**What you have to do**
Please set the lines down again exactly, from the top of the entries through the line that contains "codebase into a".

Dataset entries
────────────────────
//! Argument parsing (§6's CLI surface), in `clap`'s derive style.

use std::path::PathBuf;

use clap::{Parser, Subcommand};

#[derive(Debug, Parser)]
#[command(name = "codegraph", version, about = "Index a codebase into a hybrid graph/vector store and query it")]
pub struct Cli {
    /// Path to a TOML config file, overriding `codegraph.toml` in the current directory.
    #[arg(long, global = true)]
    pub config: Option<PathBuf>,

    #[command(subcommand)]
    pub command: Commands,
}

#[derive(Debug, Subcommand)]
pub enum Commands {
    /// Index a codebase into the graph, vector, and relational stores.
    Index {
        path: PathBuf,
        #[arg(long, short = 'n')]
        name: Option<String>,
        #[arg(long, short = 'f')]
        force: bool,
        #[arg(long)]
        skip_metadata: bool,
    },
    /// Watch a previously indexed codebase and apply incremental updates.
    Watch {
        path: PathBuf,
        #[arg(long, short = 'n')]
        name: Option<String>,
        #[arg(long)]
        no_calls: bool,
    },
    /// Manage indexed projects.
    Projects {
        #[command(subcommand)]
        command: ProjectsCommand,
    },
    /// Ask a natural-language question, answered from indexed code.
    Query {
        question: String,
        #[arg(long, short = 'p')]
        project: Option<String>,
        #[arg(long, short = 'l', default_value_t = 15)]
        limit: usize,
        #[arg(long, short = 'v')]
        verbose: bool,
    },
    /// Run a raw similarity search over indexed code chunks.
    Search {
        query: String,
        #[arg(long, short = 'p')]
        project: Option<String>,
        #[arg(long, short = 'l', default_value_t = 15)]
        limit: usize,
    },
    /// Report store connectivity and per-project entity counts.
    Status,
    /// Print the effective configuration (secrets redacted).
    Settings,
    /// Manage project documentation (markdown indexing, drift, links).
    Docs {
        #[command(subcommand)]
        command: DocsCommand,
    },
    /// Generate or inspect a project's LLM-authored summary.
    Metadata {
        #[command(subcommand)]
        command: MetadataCommand,
    },
}

#[derive(Debug, Subcommand)]
pub enum ProjectsCommand {
    /// List every indexed project.
    List,
    /// Show one project's detail, including per-label entity counts.
    Show { name: String },
    /// Delete a project and every row/point/node it owns.
    Delete {
        name: String,
        #[arg(long, short = 'y')]
        yes: bool,
    },
}

#[derive(Debug, Subcommand)]
pub enum DocsCommand {
    /// Scan and index a project's markdown documentation.
    Index {
        path: PathBuf,
        #[arg(long, short = 'p')]
        project: String,
        #[arg(long, short = 't', default_value = "markdown")]
        doc_type: String,
        #[arg(long, short = 'f')]
        force: bool,
    },
    /// Re-run drift analysis for a document or entity.
    Drift {
        #[arg(long, short = 'p')]
        project: String,
        #[arg(long, short = 'd')]
        document: Option<String>,
        #[arg(long, short = 'e')]
        entity: Option<String>,
    },
    /// List indexed documents for a project.
    List {
        #[arg(long, short = 'p')]
        project: String,
        #[arg(long)]
        drifted: bool,
        #[arg(long)]
        json: bool,
    },
    /// List the code links established for a document or entity.
    Links {
        #[arg(long, short = 'd')]
        document: Option<String>,
        #[arg(long, short = 'e')]
        entity: Option<String>,
        #[arg(long, short = 'p')]
        project: Option<String>,
    },
    /// Show one document's content, optionally its chunk boundaries.
    Show {
        path: String,
        #[arg(long, short = 'p')]
        project: String,
        #[arg(long)]
        chunks: bool,
    },
}

#[derive(Debug, Subcommand)]
pub enum MetadataCommand {
    /// Show a project's current summary.
    Show {
        name: String,
        #[arg(long)]
        json: bool,
    },
    /// Regenerate a project's summary.
    Regenerate { name: String },
}

#[cfg(test)]
mod tests {
    use super::*;

    #[test]
    fn index_parses_path_and_flags() {
        let cli = Cli::try_parse_from(["codegraph", "index", "/repo", "--name", "demo", "--force"]).expect("parses");
        match cli.command {
            Commands::Index { path, name, force, skip_metadata } => {
                assert_eq!(path, PathBuf::from("/repo"));
                assert_eq!(name.as_deref(), Some("demo"));
                assert!(force);
                assert!(!skip_metadata);
            }
            other => panic!("expected Index, got {other:?}"),
        }
    }

    #[test]
    fn query_defaults_limit_to_fifteen() {
        let cli = Cli::try_parse_from(["codegraph", "query", "how does auth work?"]).expect("parses");
        match cli.command {
            Commands::Query { limit, verbose, .. } => {
                assert_eq!(limit, 15);
                assert!(!verbose);
            }
            other => panic!("expected Query, got {other:?}"),
        }
    }

    #[test]
    fn projects_delete_without_yes_still_parses() {
        let cli = Cli::try_parse_from(["codegraph", "projects", "delete", "demo"]).expect("parses");
        match cli.command {
            Commands::Projects { command: ProjectsCommand::Delete { name, yes } } => {
                assert_eq!(name, "demo");
                assert!(!yes);
            }
            other => panic!("expected Projects::Delete, got {other:?}"),
        }
    }

    #[test]
    fn unknown_subcommand_is_rejected() {
        assert!(Cli::try_parse_from(["codegraph", "bogus"]).is_err());
    }
}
────────────────────
**Task output**
//! Argument parsing (§6's CLI surface), in `clap`'s derive style.

use std::path::PathBuf;

use clap::{Parser, Subcommand};

#[derive(Debug, Parser)]
#[command(name = "codegraph", version, about = "Index a codebase into a hybrid graph/vector store and query it")]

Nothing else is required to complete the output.